*** Opening of Excerpted records ***

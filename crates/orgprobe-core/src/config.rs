//! Batch lookup configuration.
//!
//! # Environment Variables
//!
//! | Variable | Field | Default |
//! |----------|-------|---------|
//! | `ORGPROBE_CONCURRENCY_LIMIT` | `concurrency_limit` | `100` |
//! | `ORGPROBE_REQUEST_TIMEOUT_SECS` | `request_timeout` | `5` |
//! | `ORGPROBE_RAISE_ON_PARSE_FAILURE` | `raise_on_parse_failure` | `true` |
//! | `ORGPROBE_RAISE_ON_TRANSPORT_FAILURE` | `raise_on_transport_failure` | `true` |
//! | `ORGPROBE_REQUESTS_PER_SECOND` | `requests_per_second` | unset |

use std::env;
use std::num::NonZeroU32;
use std::time::Duration;

use crate::error::ConfigError;
use crate::http_client::DEFAULT_REQUEST_TIMEOUT;

pub const DEFAULT_CONCURRENCY_LIMIT: usize = 100;

const ENV_CONCURRENCY_LIMIT: &str = "ORGPROBE_CONCURRENCY_LIMIT";
const ENV_REQUEST_TIMEOUT_SECS: &str = "ORGPROBE_REQUEST_TIMEOUT_SECS";
const ENV_RAISE_ON_PARSE_FAILURE: &str = "ORGPROBE_RAISE_ON_PARSE_FAILURE";
const ENV_RAISE_ON_TRANSPORT_FAILURE: &str = "ORGPROBE_RAISE_ON_TRANSPORT_FAILURE";
const ENV_REQUESTS_PER_SECOND: &str = "ORGPROBE_REQUESTS_PER_SECOND";

/// Tuning knobs for a batch of lookups.
#[derive(Debug, Clone, PartialEq, Eq)]
pub struct LookupConfig {
    /// Maximum number of lookups with a request in flight.
    pub concurrency_limit: usize,
    /// Timeout applied to each request, and to the session bootstrap.
    pub request_timeout: Duration,
    /// When false, a response that cannot be parsed resolves to `Empty`.
    pub raise_on_parse_failure: bool,
    /// When false, a transport failure resolves to `Empty`.
    pub raise_on_transport_failure: bool,
    /// Optional cap on requests issued per second across the batch.
    pub requests_per_second: Option<NonZeroU32>,
}

impl Default for LookupConfig {
    fn default() -> Self {
        Self {
            concurrency_limit: DEFAULT_CONCURRENCY_LIMIT,
            request_timeout: DEFAULT_REQUEST_TIMEOUT,
            raise_on_parse_failure: true,
            raise_on_transport_failure: true,
            requests_per_second: None,
        }
    }
}

impl LookupConfig {
    /// Defaults overridden by any `ORGPROBE_*` variables that are set.
    pub fn from_env() -> Result<Self, ConfigError> {
        Self::from_lookup(|name| env::var(name).ok())
    }

    /// Build from an arbitrary variable source; unset variables keep defaults.
    pub fn from_lookup<F>(lookup: F) -> Result<Self, ConfigError>
    where
        F: Fn(&str) -> Option<String>,
    {
        let mut config = Self::default();

        if let Some(value) = lookup(ENV_CONCURRENCY_LIMIT) {
            config.concurrency_limit = parse_env(ENV_CONCURRENCY_LIMIT, &value)?;
        }
        if let Some(value) = lookup(ENV_REQUEST_TIMEOUT_SECS) {
            let seconds: f64 = parse_env(ENV_REQUEST_TIMEOUT_SECS, &value)?;
            config.request_timeout = Duration::try_from_secs_f64(seconds).map_err(|_| {
                ConfigError::InvalidEnv {
                    var: ENV_REQUEST_TIMEOUT_SECS,
                    value: value.clone(),
                }
            })?;
        }
        if let Some(value) = lookup(ENV_RAISE_ON_PARSE_FAILURE) {
            config.raise_on_parse_failure = parse_flag(ENV_RAISE_ON_PARSE_FAILURE, &value)?;
        }
        if let Some(value) = lookup(ENV_RAISE_ON_TRANSPORT_FAILURE) {
            config.raise_on_transport_failure =
                parse_flag(ENV_RAISE_ON_TRANSPORT_FAILURE, &value)?;
        }
        if let Some(value) = lookup(ENV_REQUESTS_PER_SECOND) {
            config.requests_per_second = Some(parse_env(ENV_REQUESTS_PER_SECOND, &value)?);
        }

        config.validate()?;
        Ok(config)
    }

    pub fn with_concurrency_limit(mut self, limit: usize) -> Self {
        self.concurrency_limit = limit;
        self
    }

    pub fn with_request_timeout(mut self, timeout: Duration) -> Self {
        self.request_timeout = timeout;
        self
    }

    pub fn with_raise_on_parse_failure(mut self, raise: bool) -> Self {
        self.raise_on_parse_failure = raise;
        self
    }

    pub fn with_raise_on_transport_failure(mut self, raise: bool) -> Self {
        self.raise_on_transport_failure = raise;
        self
    }

    pub fn with_requests_per_second(mut self, rate: Option<NonZeroU32>) -> Self {
        self.requests_per_second = rate;
        self
    }

    pub fn validate(&self) -> Result<(), ConfigError> {
        if self.concurrency_limit == 0 {
            return Err(ConfigError::ZeroConcurrency);
        }
        if self.request_timeout.is_zero() {
            return Err(ConfigError::ZeroTimeout);
        }
        Ok(())
    }
}

fn parse_env<T: std::str::FromStr>(var: &'static str, value: &str) -> Result<T, ConfigError> {
    value.trim().parse().map_err(|_| ConfigError::InvalidEnv {
        var,
        value: value.to_owned(),
    })
}

fn parse_flag(var: &'static str, value: &str) -> Result<bool, ConfigError> {
    match value.trim().to_ascii_lowercase().as_str() {
        "1" | "true" | "yes" | "on" => Ok(true),
        "0" | "false" | "no" | "off" => Ok(false),
        _ => Err(ConfigError::InvalidEnv {
            var,
            value: value.to_owned(),
        }),
    }
}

*** Close of Excerpted records ***

Whatever appears in the records must be returned exactly.

* _Task response_
filename crates/orgprobe-core/src/config.rs
//! Batch lookup configuration.
//!
//! # Environment Variables
//!
//! | Variable | Field | Default |
//! |----------|-------|---------|
//! | `ORGPROBE_CONCURRENCY_LIMIT` | `concurrency_limit` | `100` |
//! | `ORGPROBE_REQUEST_TIMEOUT_SECS` | `request_timeout` | `5` |
//! | `ORGPROBE_RAISE_ON_PARSE_FAILURE` | `raise_on_parse_failure` | `true` |
//! | `ORGPROBE_RAISE_ON_TRANSPORT_FAILURE` | `raise_on_transport_failure` | `true` |
//! | `ORGPROBE_REQUESTS_PER_SECOND` | `requests_per_second` | unset |

use std::env;
use std::num::NonZeroU32;
use std::time::Duration;

use crate::error::ConfigError;
use crate::http_client::DEFAULT_REQUEST_TIMEOUT;

pub const DEFAULT_CONCURRENCY_LIMIT: usize = 100;

const ENV_CONCURRENCY_LIMIT: &str = "ORGPROBE_CONCURRENCY_LIMIT";
const ENV_REQUEST_TIMEOUT_SECS: &str = "ORGPROBE_REQUEST_TIMEOUT_SECS";
const ENV_RAISE_ON_PARSE_FAILURE: &str = "ORGPROBE_RAISE_ON_PARSE_FAILURE";
const ENV_RAISE_ON_TRANSPORT_FAILURE: &str = "ORGPROBE_RAISE_ON_TRANSPORT_FAILURE";
const ENV_REQUESTS_PER_SECOND: &str = "ORGPROBE_REQUESTS_PER_SECOND";

/// Tuning knobs for a batch of lookups.
#[derive(Debug, Clone, PartialEq, Eq)]
pub struct LookupConfig {
    /// Maximum number of lookups with a request in flight.
    pub concurrency_limit: usize,
    /// Timeout applied to each request, and to the session bootstrap.
    pub request_timeout: Duration,
    /// When false, a response that cannot be parsed resolves to `Empty`.
    pub raise_on_parse_failure: bool,
    /// When false, a transport failure resolves to `Empty`.
    pub raise_on_transport_failure: bool,
    /// Optional cap on requests issued per second across the batch.
    pub requests_per_second: Option<NonZeroU32>,
}

impl Default for LookupConfig {
    fn default() -> Self {
        Self {
            concurrency_limit: DEFAULT_CONCURRENCY_LIMIT,
            request_timeout: DEFAULT_REQUEST_TIMEOUT,
            raise_on_parse_failure: true,
            raise_on_transport_failure: true,
            requests_per_second: None,
        }
    }
}

impl LookupConfig {
    /// Defaults overridden by any `ORGPROBE_*` variables that are set.
    pub fn from_env() -> Result<Self, ConfigError> {
        Self::from_lookup(|name| env::var(name).ok())
    }

    /// Build from an arbitrary variable source; unset variables keep defaults.
    pub fn from_lookup<F>(lookup: F) -> Result<Self, ConfigError>
    where
        F: Fn(&str) -> Option<String>,
    {
        let mut config = Self::default();

        if let Some(value) = lookup(ENV_CONCURRENCY_LIMIT) {
            config.concurrency_limit = parse_env(ENV_CONCURRENCY_LIMIT, &value)?;
        }
        if let Some(value) = lookup(ENV_REQUEST_TIMEOUT_SECS) {
            let seconds: f64 = parse_env(ENV_REQUEST_TIMEOUT_SECS, &value)?;
            config.request_timeout = Duration::try_from_secs_f64(seconds).map_err(|_| {
                ConfigError::InvalidEnv {
                    var: ENV_REQUEST_TIMEOUT_SECS,
                    value: value.clone(),
                }
            })?;
        }
        if let Some(value) = lookup(ENV_RAISE_ON_PARSE_FAILURE) {
            config.raise_on_parse_failure = parse_flag(ENV_RAISE_ON_PARSE_FAILURE, &value)?;
        }
        if let Some(value) = lookup(ENV_RAISE_ON_TRANSPORT_FAILURE) {
            config.raise_on_transport_failure =
                parse_flag(ENV_RAISE_ON_TRANSPORT_FAILURE, &value)?;
        }
        if let Some(value) = lookup(ENV_REQUESTS_PER_SECOND) {
            config.requests_per_second = Some(parse_env(ENV_REQUESTS_PER_SECOND, &value)?);
        }

        config.validate()?;
        Ok(config)
    }

    pub fn with_concurrency_limit(mut self, limit: usize) -> Self {
        self.concurrency_limit = limit;
        self
    }

    pub fn with_request_timeout(mut self, timeout: Duration) -> Self {
        self.request_timeout = timeout;
        self
    }

    pub fn with_raise_on_parse_failure(mut self, raise: bool) -> Self {
        self.raise_on_parse_failure = raise;
        self
    }

    pub fn with_raise_on_transport_failure(mut self, raise: bool) -> Self {
        self.raise_on_transport_failure = raise;
        self
    }

    pub fn with_requests_per_second(mut self, rate: Option<NonZeroU32>) -> Self {
        self.requests_per_second = rate;
        self
    }

    pub fn validate(&self) -> Result<(), ConfigError> {
        if self.concurrency_limit == 0 {
            return Err(ConfigError::ZeroConcurrency);
        }
        if self.request_timeout.is_zero() {
            return Err(ConfigError::ZeroTimeout);
        }
        Ok(())
    }
}

fn parse_env<T: std::str::FromStr>(var: &'static str, value: &str) -> Result<T, ConfigError> {
    value.trim().parse().map_err(|_| ConfigError::InvalidEnv {
        var,
        value: value.to_owned(),
    })
}

fn parse_flag(var: &'static str, value: &str) -> Result<bool, ConfigError> {
    match value.trim().to_ascii_lowercase().as_str() {
        "1" | "true" | "yes" | "on" => Ok(true),
        "0" | "false" | "no" | "off" => Ok(false),
        _ => Err(ConfigError::InvalidEnv {
            var,
            value: value.to_owned(),
        }),
    }
}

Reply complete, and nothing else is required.